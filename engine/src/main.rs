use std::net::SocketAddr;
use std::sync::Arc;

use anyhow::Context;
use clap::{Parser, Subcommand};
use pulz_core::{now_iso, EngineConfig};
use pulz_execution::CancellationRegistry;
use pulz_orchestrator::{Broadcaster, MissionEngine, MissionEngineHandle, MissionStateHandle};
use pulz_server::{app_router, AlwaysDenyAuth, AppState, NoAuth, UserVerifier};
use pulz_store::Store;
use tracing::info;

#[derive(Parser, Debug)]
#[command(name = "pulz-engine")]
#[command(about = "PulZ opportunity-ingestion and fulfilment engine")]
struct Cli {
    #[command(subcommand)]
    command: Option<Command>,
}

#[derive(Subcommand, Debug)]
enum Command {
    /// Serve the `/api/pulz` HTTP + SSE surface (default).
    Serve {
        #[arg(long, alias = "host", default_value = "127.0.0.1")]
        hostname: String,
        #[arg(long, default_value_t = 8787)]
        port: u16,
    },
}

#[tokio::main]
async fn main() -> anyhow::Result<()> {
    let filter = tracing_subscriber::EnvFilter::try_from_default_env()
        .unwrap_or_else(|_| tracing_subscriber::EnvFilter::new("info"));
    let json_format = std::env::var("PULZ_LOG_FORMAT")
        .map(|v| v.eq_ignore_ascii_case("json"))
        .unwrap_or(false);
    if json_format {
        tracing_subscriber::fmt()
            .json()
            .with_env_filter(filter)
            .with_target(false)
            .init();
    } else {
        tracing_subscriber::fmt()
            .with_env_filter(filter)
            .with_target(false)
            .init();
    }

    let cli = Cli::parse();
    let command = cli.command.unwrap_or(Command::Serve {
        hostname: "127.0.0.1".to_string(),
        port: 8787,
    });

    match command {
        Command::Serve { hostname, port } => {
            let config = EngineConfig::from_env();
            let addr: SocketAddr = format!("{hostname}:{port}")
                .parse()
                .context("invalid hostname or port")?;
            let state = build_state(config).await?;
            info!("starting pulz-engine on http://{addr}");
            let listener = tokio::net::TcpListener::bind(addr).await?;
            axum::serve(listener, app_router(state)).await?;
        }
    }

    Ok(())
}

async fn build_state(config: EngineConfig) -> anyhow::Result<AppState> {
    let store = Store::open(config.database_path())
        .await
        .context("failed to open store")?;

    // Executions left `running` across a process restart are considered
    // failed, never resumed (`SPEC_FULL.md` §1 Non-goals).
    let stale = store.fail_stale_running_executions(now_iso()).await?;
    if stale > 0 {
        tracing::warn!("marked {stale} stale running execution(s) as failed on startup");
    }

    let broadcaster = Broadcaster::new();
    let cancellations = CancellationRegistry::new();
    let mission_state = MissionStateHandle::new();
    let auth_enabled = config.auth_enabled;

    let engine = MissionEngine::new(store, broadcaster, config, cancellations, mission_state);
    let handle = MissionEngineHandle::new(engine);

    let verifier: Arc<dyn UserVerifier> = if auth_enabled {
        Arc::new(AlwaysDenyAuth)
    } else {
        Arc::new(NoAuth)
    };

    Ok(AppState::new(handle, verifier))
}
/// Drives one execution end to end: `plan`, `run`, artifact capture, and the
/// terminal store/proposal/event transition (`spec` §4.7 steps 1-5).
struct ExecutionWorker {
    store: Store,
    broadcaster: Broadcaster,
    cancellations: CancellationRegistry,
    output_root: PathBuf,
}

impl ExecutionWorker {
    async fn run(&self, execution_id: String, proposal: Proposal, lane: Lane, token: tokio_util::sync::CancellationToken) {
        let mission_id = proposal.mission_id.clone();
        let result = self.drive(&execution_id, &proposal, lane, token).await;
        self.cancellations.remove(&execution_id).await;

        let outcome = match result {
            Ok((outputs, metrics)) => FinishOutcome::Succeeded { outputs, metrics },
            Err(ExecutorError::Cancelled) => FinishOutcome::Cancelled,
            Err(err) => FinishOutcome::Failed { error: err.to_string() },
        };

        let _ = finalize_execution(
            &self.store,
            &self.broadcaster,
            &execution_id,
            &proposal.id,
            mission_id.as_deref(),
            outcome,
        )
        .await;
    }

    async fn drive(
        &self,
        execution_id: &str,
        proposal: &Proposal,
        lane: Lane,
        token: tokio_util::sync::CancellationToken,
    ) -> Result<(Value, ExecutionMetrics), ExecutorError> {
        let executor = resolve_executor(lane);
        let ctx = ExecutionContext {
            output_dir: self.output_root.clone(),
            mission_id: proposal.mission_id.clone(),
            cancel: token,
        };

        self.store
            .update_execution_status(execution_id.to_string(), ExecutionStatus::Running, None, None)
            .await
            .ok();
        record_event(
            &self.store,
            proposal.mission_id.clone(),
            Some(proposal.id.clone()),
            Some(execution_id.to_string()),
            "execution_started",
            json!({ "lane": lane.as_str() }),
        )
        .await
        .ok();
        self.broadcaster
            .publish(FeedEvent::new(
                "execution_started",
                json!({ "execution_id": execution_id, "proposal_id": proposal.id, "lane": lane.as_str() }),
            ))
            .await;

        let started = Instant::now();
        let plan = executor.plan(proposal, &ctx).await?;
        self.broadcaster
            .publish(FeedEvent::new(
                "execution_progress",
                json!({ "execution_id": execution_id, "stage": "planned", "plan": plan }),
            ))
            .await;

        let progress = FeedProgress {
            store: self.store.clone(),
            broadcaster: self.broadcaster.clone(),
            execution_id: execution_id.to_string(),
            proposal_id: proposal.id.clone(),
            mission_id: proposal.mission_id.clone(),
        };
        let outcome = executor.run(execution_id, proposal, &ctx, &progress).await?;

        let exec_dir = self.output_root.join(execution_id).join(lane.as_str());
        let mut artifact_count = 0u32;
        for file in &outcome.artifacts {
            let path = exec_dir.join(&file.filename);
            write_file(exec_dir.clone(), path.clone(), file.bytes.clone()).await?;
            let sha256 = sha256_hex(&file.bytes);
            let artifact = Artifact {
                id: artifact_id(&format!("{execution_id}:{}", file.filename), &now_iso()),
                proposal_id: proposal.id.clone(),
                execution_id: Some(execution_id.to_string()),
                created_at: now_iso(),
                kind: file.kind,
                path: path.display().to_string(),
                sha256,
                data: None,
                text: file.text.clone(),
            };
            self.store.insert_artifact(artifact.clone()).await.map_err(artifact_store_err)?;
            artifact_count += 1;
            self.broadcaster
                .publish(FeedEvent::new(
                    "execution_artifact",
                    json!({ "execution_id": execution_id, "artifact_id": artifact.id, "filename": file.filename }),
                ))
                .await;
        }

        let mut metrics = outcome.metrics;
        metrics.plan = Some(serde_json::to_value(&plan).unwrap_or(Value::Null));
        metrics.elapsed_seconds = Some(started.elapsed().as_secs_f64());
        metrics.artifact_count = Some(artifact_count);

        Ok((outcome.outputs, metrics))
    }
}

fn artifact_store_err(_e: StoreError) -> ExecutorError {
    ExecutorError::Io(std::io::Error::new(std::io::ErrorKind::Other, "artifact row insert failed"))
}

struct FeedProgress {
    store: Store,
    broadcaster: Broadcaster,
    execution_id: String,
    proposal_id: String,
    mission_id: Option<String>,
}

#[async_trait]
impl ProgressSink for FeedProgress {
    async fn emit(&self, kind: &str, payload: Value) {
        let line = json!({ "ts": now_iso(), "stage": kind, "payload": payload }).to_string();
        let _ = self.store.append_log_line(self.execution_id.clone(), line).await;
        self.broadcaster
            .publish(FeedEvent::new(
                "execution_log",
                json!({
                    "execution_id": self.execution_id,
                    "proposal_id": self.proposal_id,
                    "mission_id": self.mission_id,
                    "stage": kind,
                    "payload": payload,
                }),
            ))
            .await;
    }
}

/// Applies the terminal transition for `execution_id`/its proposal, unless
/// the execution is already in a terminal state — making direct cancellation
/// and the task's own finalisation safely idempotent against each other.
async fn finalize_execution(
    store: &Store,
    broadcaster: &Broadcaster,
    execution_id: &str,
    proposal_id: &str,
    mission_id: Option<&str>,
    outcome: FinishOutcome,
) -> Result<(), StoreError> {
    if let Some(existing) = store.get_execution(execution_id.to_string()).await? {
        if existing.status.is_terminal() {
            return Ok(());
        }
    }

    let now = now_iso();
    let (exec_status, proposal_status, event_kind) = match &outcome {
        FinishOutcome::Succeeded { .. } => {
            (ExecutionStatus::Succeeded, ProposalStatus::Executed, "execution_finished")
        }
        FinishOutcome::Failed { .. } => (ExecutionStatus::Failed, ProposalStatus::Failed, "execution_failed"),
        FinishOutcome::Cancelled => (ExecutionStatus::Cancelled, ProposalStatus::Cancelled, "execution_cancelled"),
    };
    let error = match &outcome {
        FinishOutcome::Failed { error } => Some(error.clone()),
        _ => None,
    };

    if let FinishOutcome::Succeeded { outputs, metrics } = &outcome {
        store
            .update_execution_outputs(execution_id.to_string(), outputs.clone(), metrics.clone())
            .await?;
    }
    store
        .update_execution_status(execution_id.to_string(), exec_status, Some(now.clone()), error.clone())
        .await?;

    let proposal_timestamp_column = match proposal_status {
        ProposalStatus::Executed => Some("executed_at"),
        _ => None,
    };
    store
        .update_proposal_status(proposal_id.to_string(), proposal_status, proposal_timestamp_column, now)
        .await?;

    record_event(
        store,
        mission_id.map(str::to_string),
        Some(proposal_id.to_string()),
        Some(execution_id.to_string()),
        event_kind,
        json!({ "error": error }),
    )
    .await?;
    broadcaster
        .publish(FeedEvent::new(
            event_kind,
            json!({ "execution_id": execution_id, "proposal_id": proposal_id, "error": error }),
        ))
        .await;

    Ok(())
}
* * *
Your answer should be the lines above that contain the word "impl", copied out.

impl ExecutionWorker {
impl ProgressSink for FeedProgress {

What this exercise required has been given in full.